### REQUIREMENT
Select and reproduce each line of the listing below that bears the string "RoomLockStore".

### DATA FOR REVIEW
- - - -

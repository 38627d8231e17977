use chrono::Utc;
use lodge_catalog::{nights, PriceReconciler, Quote};
use lodge_core::{CoreError, CoreResult, ReservationStore, RoomCatalog, Transaction};
use lodge_shared::{Booking, NewBooking, NewBookingRoom, NewRoomLock, StayRange};
use std::sync::Arc;
use tokio::time::Instant;
use tokio_util::sync::CancellationToken;
use tracing::{info, warn};

use crate::guard::guarded;
use crate::models::{CoordinatorConfig, CreateBookingRequest};
use crate::room_lock::RoomLockStore;

/// Creates a booking, its rooms and their locks as one all-or-nothing unit.
pub struct ReservationCoordinator<S> {
    store: Arc<S>,
    locks: RoomLockStore<S>,
    reconciler: PriceReconciler,
    catalog: Option<Arc<dyn RoomCatalog>>,
    config: CoordinatorConfig,
}

impl<S: ReservationStore> ReservationCoordinator<S> {
    pub fn new(store: Arc<S>, config: CoordinatorConfig) -> Self {
        Self {
            locks: RoomLockStore::new(Arc::clone(&store)),
            store,
            reconciler: PriceReconciler::default(),
            catalog: None,
            config,
        }
    }

    /// Source of authoritative prices, consulted when `verify_catalog_prices` is set.
    pub fn with_catalog(mut self, catalog: Arc<dyn RoomCatalog>) -> Self {
        self.catalog = Some(catalog);
        self
    }

    pub async fn create_booking(
        &self,
        req: CreateBookingRequest,
        cancel: &CancellationToken,
    ) -> CoreResult<Booking> {
        let deadline = Instant::now() + self.config.operation_timeout;

        // Nothing is written until dates, inputs and prices check out
        nights(req.check_in, req.check_out)?;
        req.validate_inputs()?;
        let quote = self.reconciler.reconcile(
            req.check_in,
            req.check_out,
            &req.prices_per_night(),
            req.expected_total,
        )?;
        if self.config.verify_catalog_prices {
            guarded(cancel, deadline, self.verify_catalog_prices(&req)).await?;
        }

        let mut tx = guarded(cancel, deadline, self.store.begin_tx()).await?;

        let written = guarded(cancel, deadline, self.write_booking(&mut tx, &req, quote)).await;
        let booking = match written {
            Ok(booking) => booking,
            Err(e) => {
                rollback(tx, &e).await;
                return Err(e);
            }
        };

        if cancel.is_cancelled() {
            rollback(tx, &CoreError::Cancelled).await;
            return Err(CoreError::Cancelled);
        }
        tx.commit().await?;

        info!(
            booking_id = %booking.id,
            user_id = booking.user_id,
            rooms = req.rooms.len(),
            final_total = %booking.final_total,
            "booking created"
        );
        Ok(booking)
    }

    async fn write_booking(
        &self,
        tx: &mut S::Tx,
        req: &CreateBookingRequest,
        quote: Quote,
    ) -> CoreResult<Booking> {
        let booking = self
            .store
            .create_booking(
                tx,
                &NewBooking {
                    user_id: req.user_id,
                    hotel_id: req.hotel_id,
                    check_in: req.check_in,
                    check_out: req.check_out,
                    guest_name: req.guest_name.trim().to_string(),
                    guest_email: req.guest_email.clone(),
                    guest_phone: req.guest_phone.clone(),
                    currency: req.currency.to_ascii_uppercase(),
                    expected_total: req.expected_total,
                    final_total: quote.total,
                },
            )
            .await?;

        let stay_range = StayRange::new(req.check_in, req.check_out);
        let expires_at = Utc::now() + self.config.hold_delta()?;

        let mut locks = Vec::with_capacity(req.rooms.len());
        for room in &req.rooms {
            self.store
                .create_booking_room(
                    tx,
                    &NewBookingRoom {
                        booking_id: booking.id,
                        room_id: room.room_id,
                        adults: room.adults,
                        children: room.children,
                        price_per_night: room.price_per_night,
                    },
                )
                .await?;

            locks.push(NewRoomLock {
                room_id: room.room_id,
                booking_id: booking.id,
                stay_range,
                expires_at,
            });
        }
        self.locks.create_locks(tx, booking.id, &locks).await?;

        Ok(booking)
    }

    async fn verify_catalog_prices(&self, req: &CreateBookingRequest) -> CoreResult<()> {
        let Some(catalog) = &self.catalog else {
            return Err(CoreError::InternalServer(
                "catalog price verification enabled without a catalog".to_string(),
            ));
        };

        for room in &req.rooms {
            let listed = catalog.get_room_price(room.room_id).await?;
            if listed != room.price_per_night {
                return Err(CoreError::PriceChanged {
                    expected: room.price_per_night,
                    computed: listed,
                });
            }
        }
        Ok(())
    }
}

async fn rollback<T: Transaction>(tx: T, cause: &CoreError) {
    if let Err(e) = tx.rollback().await {
        warn!(error = %e, cause = %cause, "rollback failed; transaction discarded on drop");
    }
}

- - - -

### SOLUTION BELOW
use crate::room_lock::RoomLockStore;
    locks: RoomLockStore<S>,
            locks: RoomLockStore::new(Arc::clone(&store)),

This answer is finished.